##### STUDY MATERIAL #####

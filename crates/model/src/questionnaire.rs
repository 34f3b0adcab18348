//! Questionnaire assembly and tamper-evidence hashing.
//!
//! A questionnaire is frozen at assembly: questions get their ordinal
//! index in input order and the content hash is computed exactly once.
//! The hash is never refreshed afterwards, so recomputing it later and
//! comparing is how edits are detected.
//!
//! The hashed definition leaves out the stored hash itself and each
//! question's `previous_question_id`, which sessions write while walking.

use serde::{Deserialize, Serialize};
use sha2::{Digest, Sha256};

use crate::common::{new_id, now_rfc3339};
use crate::error::QuestionnaireError;
use crate::option::NextQuestion;
use crate::ordered_map::OrderedMap;
use crate::question::Question;

#[derive(Debug, Clone, PartialEq, Serialize, Deserialize)]
pub struct Questionnaire {
    pub id: String,
    pub title: String,
    pub created_at: String,
    /// Lowercase hex SHA-256 of the assembly-time definition.
    pub hash: String,
    pub questions: OrderedMap<Question>,
}

impl Questionnaire {
    /// Assemble a questionnaire with a generated id.
    pub fn new(
        title: impl Into<String>,
        questions: Vec<Question>,
    ) -> Result<Self, QuestionnaireError> {
        Self::with_id(new_id(), title, questions)
    }

    pub fn with_id(
        id: impl Into<String>,
        title: impl Into<String>,
        questions: Vec<Question>,
    ) -> Result<Self, QuestionnaireError> {
        let id = id.into();
        let title = title.into();
        if id.trim().is_empty() {
            return Err(QuestionnaireError::validation("questionnaire", "id must not be empty"));
        }
        if title.trim().is_empty() {
            return Err(QuestionnaireError::validation(
                "questionnaire",
                "title must not be empty",
            ));
        }
        if questions.is_empty() {
            return Err(QuestionnaireError::validation(
                "questionnaire",
                format!("'{}' has no questions", title),
            ));
        }

        let map = OrderedMap::new();
        for (i, mut q) in questions.into_iter().enumerate() {
            if map.contains_key(&q.id) {
                return Err(QuestionnaireError::validation(
                    "questionnaire",
                    format!("duplicate question id {}", q.id),
                ));
            }
            q.set_index(i);
            map.add(q.id.clone(), q);
        }

        // Fixed routing must land on a question of this questionnaire.
        for q in map.values() {
            for opt in q.options.values() {
                if let Some(NextQuestion::Id(target)) = opt.next_question() {
                    if !map.contains_key(target) {
                        return Err(QuestionnaireError::validation(
                            "questionnaire",
                            format!(
                                "option {} of question {} points to unknown question {}",
                                opt.id, q.id, target
                            ),
                        ));
                    }
                }
            }
        }

        let mut questionnaire = Self {
            id,
            title,
            created_at: now_rfc3339(),
            hash: String::new(),
            questions: map,
        };
        questionnaire.hash = questionnaire.compute_hash()?;
        Ok(questionnaire)
    }

    /// Hash of the current definition. Equal to `self.hash` unless the
    /// content changed after assembly.
    pub fn compute_hash(&self) -> Result<String, QuestionnaireError> {
        let mut definition = self.clone();
        definition.hash = String::new();
        for id in definition.questions.keys() {
            definition.questions.update(&id, |q| q.previous_question_id = None);
        }

        let canonical = serde_json::to_string(&serde_json::to_value(&definition)?)?;
        let hash = Sha256::digest(canonical.as_bytes());
        Ok(format!("{:x}", hash))
    }

    /// Recompute the hash and compare with the stored one.
    pub fn verify(&self) -> Result<(), QuestionnaireError> {
        let actual = self.compute_hash()?;
        if actual != self.hash {
            return Err(QuestionnaireError::TamperedQuestionnaire {
                expected: self.hash.clone(),
                actual,
            });
        }
        Ok(())
    }

    pub fn len(&self) -> usize {
        self.questions.size()
    }

    pub fn is_empty(&self) -> bool {
        self.questions.is_empty()
    }

    pub fn question(&self, id: &str) -> Option<Question> {
        self.questions.get(id)
    }

    pub fn question_at(&self, index: usize) -> Option<Question> {
        self.questions.get_by_index(index)
    }

    /// Set `id`'s previous question unless one is already recorded.
    /// Returns whether it was written.
    pub fn record_previous_question(&mut self, id: &str, previous_id: &str) -> bool {
        let mut written = false;
        self.questions.update(id, |q| {
            written = q.set_previous_question_id_once(previous_id);
        });
        written
    }

    /// Title lowercased with whitespace removed, used to name counters.
    pub fn metric_name(&self) -> String {
        self.title
            .chars()
            .filter(|c| !c.is_whitespace())
            .flat_map(char::to_lowercase)
            .collect()
    }
}
//! Events, the journal, and where events go.
//!
//! An [`Event`] is a full snapshot of a machine after a transition: it
//! embeds the questionnaire and every answer, so it is both the record to
//! persist and enough to resume a session with `load`.

use std::io::Write;

use serde::{Deserialize, Serialize};

use questionnaire_model::{Answer, AnswerMap, Question, Questionnaire, QuestionnaireError, State};

#[derive(Debug, Clone, PartialEq, Serialize, Deserialize)]
pub struct Event {
    /// Per-session position; a machine resumed with `load` continues after
    /// the loaded event.
    pub sequence: u64,
    pub emitted_at: String,
    pub user_id: String,
    pub state: State,
    #[serde(default, skip_serializing_if = "Option::is_none")]
    pub previous_question: Option<Question>,
    #[serde(default, skip_serializing_if = "Option::is_none")]
    pub current_question: Option<Question>,
    #[serde(default, skip_serializing_if = "Option::is_none")]
    pub current_answer: Option<Answer>,
    pub current_question_index: usize,
    #[serde(default, skip_serializing_if = "Option::is_none")]
    pub current_question_id: Option<String>,
    #[serde(default, skip_serializing_if = "Option::is_none")]
    pub previous_question_id: Option<String>,
    pub total_answers: usize,
    pub total_questions: usize,
    pub answers: AnswerMap,
    pub questionnaire: Questionnaire,
}

impl Event {
    pub fn to_json(&self) -> Result<String, QuestionnaireError> {
        Ok(serde_json::to_string(self)?)
    }

    pub fn from_json(json: &str) -> Result<Self, QuestionnaireError> {
        Ok(serde_json::from_str(json)?)
    }
}

/// Append-only history of the events one machine emitted.
#[derive(Debug, Clone, Default, PartialEq, Serialize, Deserialize)]
#[serde(transparent)]
pub struct Journal {
    events: Vec<Event>,
}

impl Journal {
    pub(crate) fn push(&mut self, event: Event) {
        self.events.push(event);
    }

    pub fn len(&self) -> usize {
        self.events.len()
    }

    pub fn is_empty(&self) -> bool {
        self.events.is_empty()
    }

    pub fn last(&self) -> Option<&Event> {
        self.events.last()
    }

    pub fn iter(&self) -> std::slice::Iter<'_, Event> {
        self.events.iter()
    }

    pub fn as_slice(&self) -> &[Event] {
        &self.events
    }

    pub fn to_json(&self) -> Result<String, QuestionnaireError> {
        Ok(serde_json::to_string(self)?)
    }
}

impl<'a> IntoIterator for &'a Journal {
    type Item = &'a Event;
    type IntoIter = std::slice::Iter<'a, Event>;

    fn into_iter(self) -> Self::IntoIter {
        self.events.iter()
    }
}

/// Receives every event a machine emits, synchronously, after the event
/// has been appended to the journal.
///
/// Implemented for any `FnMut(&Event, &Journal) + Send` closure.
pub trait EventSink: Send {
    fn on_event(&mut self, event: &Event, journal: &Journal);
}

impl<F> EventSink for F
where
    F: FnMut(&Event, &Journal) + Send,
{
    fn on_event(&mut self, event: &Event, journal: &Journal) {
        self(event, journal)
    }
}

/// Writes each event as one line of JSON.
///
/// Write failures cannot abort the transition that produced the event, so
/// they are logged and counted instead.
pub struct JsonLinesSink<W> {
    writer: W,
    failures: u64,
}

impl<W: Write + Send> JsonLinesSink<W> {
    pub fn new(writer: W) -> Self {
        Self {
            writer,
            failures: 0,
        }
    }

    pub fn failures(&self) -> u64 {
        self.failures
    }

    pub fn into_inner(self) -> W {
        self.writer
    }

    fn write_event(&mut self, event: &Event) -> std::io::Result<()> {
        serde_json::to_writer(&mut self.writer, event)?;
        self.writer.write_all(b"\n")?;
        self.writer.flush()
    }
}

impl<W: Write + Send> EventSink for JsonLinesSink<W> {
    fn on_event(&mut self, event: &Event, _journal: &Journal) {
        if let Err(e) = self.write_event(event) {
            self.failures += 1;
            tracing::warn!(
                user_id = %event.user_id,
                sequence = event.sequence,
                err = %e,
                "failed to write event"
            );
        }
    }
}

#####

- [YOUR TASK] Write out only the final block of lines, starting at the line with "pub struct JsonLinesSink<W>" and running to the end of the material.

- [RESULT FOR THIS TASK]
pub struct JsonLinesSink<W> {
    writer: W,
    failures: u64,
}

impl<W: Write + Send> JsonLinesSink<W> {
    pub fn new(writer: W) -> Self {
        Self {
            writer,
            failures: 0,
        }
    }

    pub fn failures(&self) -> u64 {
        self.failures
    }

    pub fn into_inner(self) -> W {
        self.writer
    }

    fn write_event(&mut self, event: &Event) -> std::io::Result<()> {
        serde_json::to_writer(&mut self.writer, event)?;
        self.writer.write_all(b"\n")?;
        self.writer.flush()
    }
}

impl<W: Write + Send> EventSink for JsonLinesSink<W> {
    fn on_event(&mut self, event: &Event, _journal: &Journal) {
        if let Err(e) = self.write_event(event) {
            self.failures += 1;
            tracing::warn!(
                user_id = %event.user_id,
                sequence = event.sequence,
                err = %e,
                "failed to write event"
            );
        }
    }
}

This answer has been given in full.